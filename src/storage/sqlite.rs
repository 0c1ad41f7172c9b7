//! SQLite-backed [`RecordStore`].
//!
//! The table is derived from the catalog: one column per canonical field plus provenance columns.
//! Timestamps are stored as `YYYY-MM-DD HH:MM:SS` text.

use std::path::{Path, PathBuf};
use std::time::Duration;

use rusqlite::types::Value as SqlValue;
use rusqlite::{Connection, Transaction, params_from_iter};

use crate::catalog::{Catalog, is_identifier};
use crate::error::{ImportError, ImportResult, StorageResult};
use crate::lock::lock_file_for;
use crate::types::{CanonicalRecord, FieldType, Value};

use super::{AtomicLoad, RecordStore};

pub const TIMESTAMP_FORMAT: &str = "%Y-%m-%d %H:%M:%S";

/// How long a connection waits on another process's write lock before failing.
const BUSY_TIMEOUT: Duration = Duration::from_secs(10);

const PROVENANCE_COLUMNS: &[(&str, &str)] = &[
    ("filename", "TEXT NOT NULL"),
    ("uploaded_at", "TEXT NOT NULL"),
    ("source_row", "INTEGER NOT NULL"),
    ("description", "TEXT"),
];

/// A catalog-shaped table in a SQLite database.
pub struct SqliteStore {
    conn: Connection,
    /// Database file; `None` for in-memory databases.
    path: Option<PathBuf>,
    table: String,
    columns: Vec<String>,
    insert_sql: String,
}

impl std::fmt::Debug for SqliteStore {
    fn fmt(&self, f: &mut std::fmt::Formatter<'_>) -> std::fmt::Result {
        f.debug_struct("SqliteStore")
            .field("table", &self.table)
            .field("columns", &self.columns.len())
            .finish()
    }
}

impl SqliteStore {
    /// Open (or create) a database file and ensure `table` exists with every catalog column.
    pub fn open(path: impl AsRef<Path>, table: &str, catalog: &Catalog) -> ImportResult<Self> {
        if let Some(parent) = path.as_ref().parent() {
            if !parent.as_os_str().is_empty() {
                std::fs::create_dir_all(parent)?;
            }
        }
        let conn = Connection::open(path.as_ref()).map_err(ImportError::from_sqlite)?;
        conn.busy_timeout(BUSY_TIMEOUT).map_err(ImportError::from_sqlite)?;
        conn.execute_batch("PRAGMA journal_mode=WAL;")
            .map_err(ImportError::from_sqlite)?;
        Self::with_connection(conn, Some(path.as_ref().to_path_buf()), table, catalog)
    }

    /// A private in-memory database.
    pub fn open_in_memory(table: &str, catalog: &Catalog) -> ImportResult<Self> {
        let conn = Connection::open_in_memory().map_err(ImportError::from_sqlite)?;
        Self::with_connection(conn, None, table, catalog)
    }

    fn with_connection(conn: Connection, path: Option<PathBuf>, table: &str, catalog: &Catalog) -> ImportResult<Self> {
        if !is_identifier(table) {
            return Err(ImportError::Config {
                message: format!("'{table}' is not a valid table name (expected [a-z_][a-z0-9_]*)"),
            });
        }

        ensure_table(&conn, table, catalog).map_err(ImportError::from_sqlite)?;

        let columns: Vec<String> = catalog.field_names().map(str::to_owned).collect();
        let all: Vec<&str> = columns
            .iter()
            .map(String::as_str)
            .chain(PROVENANCE_COLUMNS.iter().map(|(c, _)| *c))
            .collect();
        let placeholders = (1..=all.len()).map(|i| format!("?{i}")).collect::<Vec<_>>().join(", ");
        let insert_sql = format!("INSERT INTO {table} ({}) VALUES ({placeholders})", all.join(", "));

        Ok(Self {
            conn,
            path,
            table: table.to_owned(),
            columns,
            insert_sql,
        })
    }

    /// Every stored value of one column, in insertion order.
    pub fn column_values(&self, column: &str) -> StorageResult<Vec<SqlValue>> {
        let known = self.columns.iter().any(|c| c == column)
            || PROVENANCE_COLUMNS.iter().any(|(c, _)| *c == column);
        if !known {
            return Err(rusqlite::Error::InvalidColumnName(column.to_owned()).into());
        }
        let mut stmt = self
            .conn
            .prepare(&format!("SELECT {column} FROM {} ORDER BY id", self.table))?;
        let values = stmt
            .query_map([], |r| r.get::<_, SqlValue>(0))?
            .collect::<Result<Vec<_>, _>>()?;
        Ok(values)
    }
}

impl ImportError {
    fn from_sqlite(e: rusqlite::Error) -> Self {
        Self::Storage(e.into())
    }
}

fn ensure_table(conn: &Connection, table: &str, catalog: &Catalog) -> rusqlite::Result<()> {
    let mut defs = vec!["id INTEGER PRIMARY KEY AUTOINCREMENT".to_owned()];
    defs.extend(
        catalog
            .fields()
            .iter()
            .map(|f| format!("{} {}", f.name, sql_type(f.field_type))),
    );
    defs.extend(PROVENANCE_COLUMNS.iter().map(|(c, t)| format!("{c} {t}")));
    conn.execute_batch(&format!(
        "CREATE TABLE IF NOT EXISTS {table} ({});
         CREATE INDEX IF NOT EXISTS idx_{table}_{identity} ON {table} ({identity});",
        defs.join(", "),
        identity = catalog.identity().name,
    ))?;

    // Tables created by an older catalog get the newer columns appended.
    let existing: Vec<String> = {
        let mut stmt = conn.prepare(&format!("PRAGMA table_info({table})"))?;
        let names = stmt
            .query_map([], |r| r.get::<_, String>(1))?
            .collect::<Result<Vec<_>, _>>()?;
        names
    };
    for f in catalog.fields() {
        if !existing.iter().any(|c| c == &f.name) {
            tracing::info!(table, column = %f.name, "adding missing column");
            conn.execute_batch(&format!(
                "ALTER TABLE {table} ADD COLUMN {} {}",
                f.name,
                sql_type(f.field_type)
            ))?;
        }
    }
    Ok(())
}

fn sql_type(t: FieldType) -> &'static str {
    match t {
        FieldType::Text | FieldType::Timestamp => "TEXT",
        FieldType::Decimal => "REAL",
    }
}

fn to_sql(v: &Value) -> SqlValue {
    match v {
        Value::Null => SqlValue::Null,
        Value::Text(s) => SqlValue::Text(s.clone()),
        Value::Decimal(d) => SqlValue::Real(*d),
        Value::Timestamp(ts) => SqlValue::Text(ts.format(TIMESTAMP_FORMAT).to_string()),
    }
}

fn row_params(columns: &[String], r: &CanonicalRecord) -> Vec<SqlValue> {
    let p = r.provenance();
    columns
        .iter()
        .map(|c| to_sql(r.get(c)))
        .chain([
            SqlValue::Text(p.filename.clone()),
            SqlValue::Text(p.uploaded_at.format(TIMESTAMP_FORMAT).to_string()),
            SqlValue::Integer(i64::try_from(p.row).unwrap_or(i64::MAX)),
            SqlValue::Text(p.description()),
        ])
        .collect()
}

fn insert_all(tx: &Transaction<'_>, sql: &str, columns: &[String], records: &[CanonicalRecord]) -> rusqlite::Result<usize> {
    let mut stmt = tx.prepare_cached(sql)?;
    for r in records {
        stmt.execute(params_from_iter(row_params(columns, r)))?;
    }
    Ok(records.len())
}

impl RecordStore for SqliteStore {
    fn target(&self) -> &str {
        &self.table
    }

    fn delete_all(&mut self) -> StorageResult<usize> {
        let tx = self.conn.transaction()?;
        let n = tx.execute(&format!("DELETE FROM {}", self.table), [])?;
        tx.commit()?;
        Ok(n)
    }

    fn insert_batch(&mut self, batch: &[CanonicalRecord]) -> StorageResult<usize> {
        let tx = self.conn.transaction()?;
        let n = insert_all(&tx, &self.insert_sql, &self.columns, batch)?;
        tx.commit()?;
        Ok(n)
    }

    fn load_atomic(&mut self, records: &[CanonicalRecord], purge: bool) -> StorageResult<AtomicLoad> {
        let tx = self.conn.transaction()?;
        let deleted = if purge {
            Some(tx.execute(&format!("DELETE FROM {}", self.table), [])?)
        } else {
            None
        };
        let inserted = insert_all(&tx, &self.insert_sql, &self.columns, records)?;
        tx.commit()?;
        Ok(AtomicLoad { deleted, inserted })
    }

    fn count(&self) -> StorageResult<usize> {
        let n: i64 = self
            .conn
            .query_row(&format!("SELECT COUNT(*) FROM {}", self.table), [], |r| r.get(0))?;
        Ok(usize::try_from(n).unwrap_or(0))
    }

    fn lock_path(&self) -> Option<PathBuf> {
        self.path.as_deref().map(|p| lock_file_for(p, &self.table))
    }
}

#####

→ TASK INSTRUCTIONS: "Some" is the string to look for; please copy every line of the records above where it appears.

→ RESPONSE FOR THIS EXERCISE:
        if let Some(parent) = path.as_ref().parent() {
        Self::with_connection(conn, Some(path.as_ref().to_path_buf()), table, catalog)
            Some(tx.execute(&format!("DELETE FROM {}", self.table), [])?)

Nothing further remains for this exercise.